Data extract:

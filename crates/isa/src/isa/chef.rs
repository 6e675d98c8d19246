//! Chef Assembly instruction table.
//!
//! Twenty instructions layered onto the MIPS word format: arithmetic, data
//! movement, memory access, a branch, a host call, and the five ingredient
//! collectors plus `present` that share the per-session dish state.
//!
//! Template operand letters: `f` is the first operand of the syntax, `s` the
//! second, `t` the third. Register-immediate templates always put the signed
//! 16-bit field last.

use crate::common::error::ConfigError;
use crate::exec::action::Action;
use crate::exec::session::Slot;
use crate::isa::format::Format;
use crate::isa::registry::Registry;
use crate::isa::spec::InstructionSpec;

/// Display name of the instruction set.
pub const NAME: &str = "Chef Assembly";

/// One-line summary of the instruction set.
pub const DESCRIPTION: &str = "Simulate cooking like a professional chef";

/// (syntax, description, format, template, action) for every Chef instruction,
/// in registration order.
pub const TABLE: [(&str, &str, Format, &str, Action); 20] = [
    (
        "season $t0,$t1,12",
        "Add immediate: set $t0 to $t1 plus a signed 16-bit immediate, trapping on overflow",
        Format::RegImm,
        "001000 sssss fffff tttttttttttttttt",
        Action::AddImmediate,
    ),
    (
        "mix $t0,$t1,$t2",
        "Add: $t0 = $t1 + $t2",
        Format::ThreeOp,
        "000000 sssss ttttt fffff 00000 100000",
        Action::Add,
    ),
    (
        "chop $t0,$t1,$t2",
        "Divide: $t0 = $t1 / $t2, truncating toward zero",
        Format::ThreeOp,
        "000000 sssss ttttt fffff 00000 011010",
        Action::Divide,
    ),
    (
        "spill $t0,$t1,$t2",
        "Subtract: $t0 = $t1 - $t2",
        Format::ThreeOp,
        "000000 sssss ttttt fffff 00000 100010",
        Action::Subtract,
    ),
    (
        "bake $t0,$t1,$t2",
        "Multiply: $t0 = $t1 * $t2",
        Format::ThreeOp,
        "000000 sssss ttttt fffff 00000 011000",
        Action::Multiply,
    ),
    (
        "taste $t0,$t1,label",
        "Branch if equal: branch to label if $t0 equals $t1",
        Format::RegImm,
        "000100 sssss fffff tttttttttttttttt",
        Action::BranchEqual,
    ),
    (
        "serve",
        "Host call: $v0 = 1 serves $a0 dishes, $v0 = 4 serves dish $a0",
        Format::ThreeOp,
        "000000 00000 00000 00000 00000 001100",
        Action::HostCall,
    ),
    (
        "to_fridge $t0,12($t1)",
        "Store word: memory[$t1 + offset] = $t0",
        Format::RegImm,
        "101011 sssss fffff tttttttttttttttt",
        Action::StoreWord,
    ),
    (
        "from_fridge $t0,12($t1)",
        "Load word: $t0 = memory[$t1 + offset]",
        Format::RegImm,
        "100011 sssss fffff tttttttttttttttt",
        Action::LoadWord,
    ),
    (
        "plate $t0,$t1",
        "Move: $t0 = $t1",
        Format::ThreeOp,
        "000000 sssss 00000 fffff 00000 100001",
        Action::Move,
    ),
    (
        "protein",
        "Choose the protein for the dish",
        Format::ThreeOp,
        "000000 00000 00000 00000 00000 111011",
        Action::Collect(Slot::Protein),
    ),
    (
        "grains",
        "Choose the grains for the dish",
        Format::ThreeOp,
        "000000 00000 00000 00000 00000 101011",
        Action::Collect(Slot::Grains),
    ),
    (
        "vegetable",
        "Choose the vegetable for the dish",
        Format::ThreeOp,
        "000000 00000 00000 00000 00000 011001",
        Action::Collect(Slot::Vegetable),
    ),
    (
        "fruit",
        "Choose the fruit for the dish",
        Format::ThreeOp,
        "000000 00000 00000 00000 00000 101000",
        Action::Collect(Slot::Fruit),
    ),
    (
        "dairy",
        "Choose the dairy for the dish",
        Format::ThreeOp,
        "000000 00000 00000 00000 00000 110011",
        Action::Collect(Slot::Dairy),
    ),
    (
        "present",
        "Present the dish to your guests",
        Format::ThreeOp,
        "000000 00000 00000 00000 00000 111001",
        Action::Present,
    ),
    (
        "salt $t0",
        "Double: $t0 = $t0 * 2",
        Format::ThreeOp,
        "000000 00000 00000 fffff 00000 001000",
        Action::Double,
    ),
    (
        "pepper $t0",
        "Halve: $t0 = $t0 / 2, truncating toward zero",
        Format::ThreeOp,
        "000000 00000 00000 fffff 00000 001111",
        Action::Halve,
    ),
    (
        "blend $t0,$t1,$t2",
        "Average: $t0 = ($t1 + $t2) / 2, truncating toward zero",
        Format::ThreeOp,
        "101111 sssss ttttt fffff 00000 000000",
        Action::Average,
    ),
    (
        "throw_out $t0",
        "Zero: $t0 = 0",
        Format::ThreeOp,
        "000000 00000 00000 fffff 00000 101101",
        Action::Zero,
    ),
];

/// Builds the registry holding every Chef instruction.
///
/// # Errors
///
/// Returns the first `ConfigError` raised while registering the table.
pub fn registry() -> Result<Registry, ConfigError> {
    let mut registry = Registry::new();
    for (syntax, description, format, pattern, action) in TABLE {
        registry.register(InstructionSpec::new(syntax, description, format, pattern, action)?)?;
    }
    tracing::info!(isa = NAME, instructions = registry.len(), "instruction registry built");
    Ok(registry)
}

Problem to solve: In the records above, how many lines hold the string "truncating"? Only the number should be given.

Solution below: 3